5.5.05

in principio erat...

O princípio do universo e a origem da vida na terra têm apaixonado, pelo menos desde os alvores do pensamento racional – o tal shitf epistemológico que terá ocorrido na mente do Tal(es) sábio algures entre os séculos VII e VI aC, e a que se convencionou chamar início da filosofia, ou do pensamento filosófico –, todos os que pretendem tentar descobrir (ainda que com empenho e honestidade), o que está para além das capacidades cognitivas do estado atual da mente do homem moderno. Não entraremos aqui em questões que ultrapassam o nosso estado mental de captação do que é a realidade (ou do que julgamos ser a realidade) desses fenómenos, e muito menos em disputas ideológicas sobre as variadíssimas conceções acerca da existência ou não existência de Deus. Isso fica para o insight, a sagácia, de cada um.
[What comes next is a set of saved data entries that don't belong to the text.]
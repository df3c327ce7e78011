//! Anchor extraction from fetched documents.

use scraper::{Html, Selector};

use crate::error::{AppError, Result};

const ANCHOR_SELECTOR: &str = "a[href]";

/// Every anchor href in document order that satisfies `predicate`.
pub fn find_links(body: &str, predicate: impl Fn(&str) -> bool) -> Result<Vec<String>> {
    let selector = anchor_selector()?;
    let document = Html::parse_document(body);

    Ok(document
        .select(&selector)
        .filter_map(|a| a.value().attr("href"))
        .filter(|href| predicate(*href))
        .map(str::to_string)
        .collect())
}

/// The first anchor href that satisfies `predicate`.
pub fn find_first_link(body: &str, predicate: impl Fn(&str) -> bool) -> Result<Option<String>> {
    let selector = anchor_selector()?;
    let document = Html::parse_document(body);

    Ok(document
        .select(&selector)
        .filter_map(|a| a.value().attr("href"))
        .find(|href| predicate(*href))
        .map(str::to_string))
}

fn anchor_selector() -> Result<Selector> {
    Selector::parse(ANCHOR_SELECTOR).map_err(|e| AppError::selector(ANCHOR_SELECTOR, format!("{e:?}")))
}
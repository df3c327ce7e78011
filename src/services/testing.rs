//! In-memory collaborators for tests.

use std::collections::{HashMap, HashSet};
use std::path::Path;
use std::sync::{Arc, Mutex};

use async_trait::async_trait;
use tokio::sync::Notify;

use crate::error::{AppError, Result, TranscodeError};
use crate::services::{Transcoder, WebClient, WebResponse};

/// Canned responses keyed by exact URL. Unknown URLs refuse the connection.
#[derive(Default)]
pub struct FakeWeb {
    routes: HashMap<String, WebResponse>,
    requests: Mutex<Vec<String>>,
}

impl FakeWeb {
    pub fn new() -> Self {
        Self::default()
    }

    pub fn html(mut self, url: &str, body: &str) -> Self {
        self.routes.insert(
            url.to_string(),
            WebResponse {
                status: 200,
                content_type: Some("text/html; charset=utf-8".to_string()),
                body: body.as_bytes().to_vec(),
            },
        );
        self
    }

    pub fn binary(mut self, url: &str, bytes: &[u8]) -> Self {
        self.routes.insert(
            url.to_string(),
            WebResponse {
                status: 200,
                content_type: Some("audio/wav".to_string()),
                body: bytes.to_vec(),
            },
        );
        self
    }

    pub fn status(mut self, url: &str, status: u16) -> Self {
        self.routes.insert(
            url.to_string(),
            WebResponse {
                status,
                content_type: Some("application/octet-stream".to_string()),
                body: Vec::new(),
            },
        );
        self
    }

    /// Every URL requested so far, in order.
    pub fn requests(&self) -> Vec<String> {
        self.requests.lock().unwrap().clone()
    }

    pub fn request_count(&self, url: &str) -> usize {
        self.requests().iter().filter(|u| *u == url).count()
    }
}

#[async_trait]
impl WebClient for FakeWeb {
    async fn get(&self, url: &str) -> Result<WebResponse> {
        self.requests.lock().unwrap().push(url.to_string());
        self.routes
            .get(url)
            .cloned()
            .ok_or_else(|| AppError::fetch(url, "connection refused"))
    }
}

/// Copies input to output, failing for inputs whose file name is listed.
///
/// A stalling input signals its [`Notify`] and never completes.
#[derive(Default)]
pub struct FakeTranscoder {
    failing: HashSet<String>,
    stalling: HashMap<String, Arc<Notify>>,
    calls: Mutex<usize>,
}

impl FakeTranscoder {
    pub fn new() -> Self {
        Self::default()
    }

    pub fn failing_on(mut self, file_name: &str) -> Self {
        self.failing.insert(file_name.to_string());
        self
    }

    pub fn stalling_on(mut self, file_name: &str, started: Arc<Notify>) -> Self {
        self.stalling.insert(file_name.to_string(), started);
        self
    }

    pub fn calls(&self) -> usize {
        *self.calls.lock().unwrap()
    }
}

#[async_trait]
impl Transcoder for FakeTranscoder {
    async fn transcode(
        &self,
        input: &Path,
        output: &Path,
    ) -> std::result::Result<(), TranscodeError> {
        *self.calls.lock().unwrap() += 1;

        let name = input
            .file_name()
            .and_then(|n| n.to_str())
            .unwrap_or_default();
        if let Some(started) = self.stalling.get(name) {
            started.notify_one();
            std::future::pending::<()>().await;
        }
        if self.failing.contains(name) {
            return Err(TranscodeError::Failed {
                program: "fake".to_string(),
                status: "exit status: 1".to_string(),
                stderr: "Invalid data found when processing input".to_string(),
            });
        }

        let bytes = tokio::fs::read(input)
            .await
            .map_err(|source| TranscodeError::Spawn {
                program: "fake".to_string(),
                source,
            })?;
        tokio::fs::write(output, bytes)
            .await
            .map_err(|source| TranscodeError::Spawn {
                program: "fake".to_string(),
                source,
            })?;
        Ok(())
    }
}
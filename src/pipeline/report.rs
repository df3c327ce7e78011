//! Run bookkeeping and the end-of-run report.

use std::fmt;

use chrono::{DateTime, Utc};

use crate::error::Result;
use crate::storage::{DedupIndex, FlushGuard, TrackingStore};

/// Why a run stopped. Every reason is terminal.
#[derive(Debug, Clone, Copy, PartialEq, Eq)]
pub enum StopReason {
    /// The configured download limit was reached
    Limit,
    /// The listing ran out of pages
    EndOfPages,
    /// A binary request returned HTML: the session is not valid
    AuthFailure,
}

impl fmt::Display for StopReason {
    fn fmt(&self, f: &mut fmt::Formatter<'_>) -> fmt::Result {
        let text = match self {
            StopReason::Limit => "download limit reached",
            StopReason::EndOfPages => "end of pages",
            StopReason::AuthFailure => "authentication failed",
        };
        f.write_str(text)
    }
}

/// Summary of a completed run.
#[derive(Debug, Clone)]
pub struct RunReport {
    pub stop: StopReason,
    /// Samples ingested by this run
    pub added: usize,
    /// Candidates skipped as already ingested
    pub skipped: usize,
    /// Detail page URLs whose conversion failed
    pub failed_conversions: Vec<String>,
    /// Records in the tracking document after the run
    pub total_records: usize,
    pub started_at: DateTime<Utc>,
    pub finished_at: DateTime<Utc>,
}

impl RunReport {
    pub fn log(&self) {
        let elapsed = self.finished_at - self.started_at;
        log::info!(
            "Stopped: {}. Added {} samples ({} skipped, {} failed) in {}s; {} tracked in total",
            self.stop,
            self.added,
            self.skipped,
            self.failed_conversions.len(),
            elapsed.num_seconds(),
            self.total_records
        );
        log_failed_conversions(&self.failed_conversions);
    }
}

fn log_failed_conversions(urls: &[String]) {
    if urls.is_empty() {
        return;
    }
    log::warn!("Failed conversion URLs:");
    for url in urls {
        log::warn!("    {url}");
    }
}

/// Mutable state of one run.
///
/// The store sits behind a [`FlushGuard`], so dropping the state without
/// [`finish`](Self::finish) still writes the tracking document and the
/// failure list is still reported.
pub(crate) struct RunState {
    pub store: FlushGuard,
    pub index: DedupIndex,
    pub added: usize,
    pub skipped: usize,
    pub failed_conversions: Vec<String>,
    started_at: DateTime<Utc>,
    finished: bool,
}

impl RunState {
    pub fn start(store: TrackingStore) -> Self {
        let index = DedupIndex::from_store(&store);
        log::info!(
            "Tracking {} samples ({} dedup keys)",
            store.len(),
            index.key_count()
        );

        Self {
            store: FlushGuard::new(store),
            index,
            added: 0,
            skipped: 0,
            failed_conversions: Vec::new(),
            started_at: Utc::now(),
            finished: false,
        }
    }

    /// Flush the store and report, whatever the crawl's outcome.
    pub fn finish(&mut self, outcome: Result<StopReason>) -> Result<RunReport> {
        self.finished = true;
        let flushed = self.store.flush();

        let stop = match outcome {
            Ok(stop) => stop,
            Err(e) => {
                log::error!("Run aborted after {} new samples: {e}", self.added);
                log_failed_conversions(&self.failed_conversions);
                if let Err(flush_err) = flushed {
                    log::error!("Failed to save tracking document: {flush_err}");
                }
                return Err(e);
            }
        };

        let report = RunReport {
            stop,
            added: self.added,
            skipped: self.skipped,
            failed_conversions: std::mem::take(&mut self.failed_conversions),
            total_records: self.store.len(),
            started_at: self.started_at,
            finished_at: Utc::now(),
        };
        report.log();

        flushed?;
        Ok(report)
    }
}

impl Drop for RunState {
    fn drop(&mut self) {
        if self.finished {
            return;
        }
        log::warn!("Run interrupted after {} new samples", self.added);
        log_failed_conversions(&self.failed_conversions);
    }
}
Iremos, antes, fazer uma breve resenha da história do território em que nascemos e das sucessivas transformações que uma pequena comunidade tem vindo a sofrer, ao longo de mais de dois mil anos, até aos dias de hoje para, a partir daí (daqui) tentarmos, baseados nessa rica e plurifacetada história, perscrutar o aqui ainda falta caminhar para cumprirmos o nosso «fado» enquanto Nação. Este o objetivo principal deste espaço, compartilhar a minha «visão» sobre o passado, o presente e o devir deste povo pacato que mora no tal jardim... lançar desafios e apresentar outras abordagens que não a da leitura histórica secreta e da reflexão filosófica de fim-de-semana.

O lema da tarefa segue os passos do criador mátrio: •LVX•PAX•LEX•gREX• e reflete os temperamentos de cada um dos portugueses como uma das 4 castas naturais que vão formar a Nação (eleita entre os povos de boa vontade na terra) para governar o império vindouro.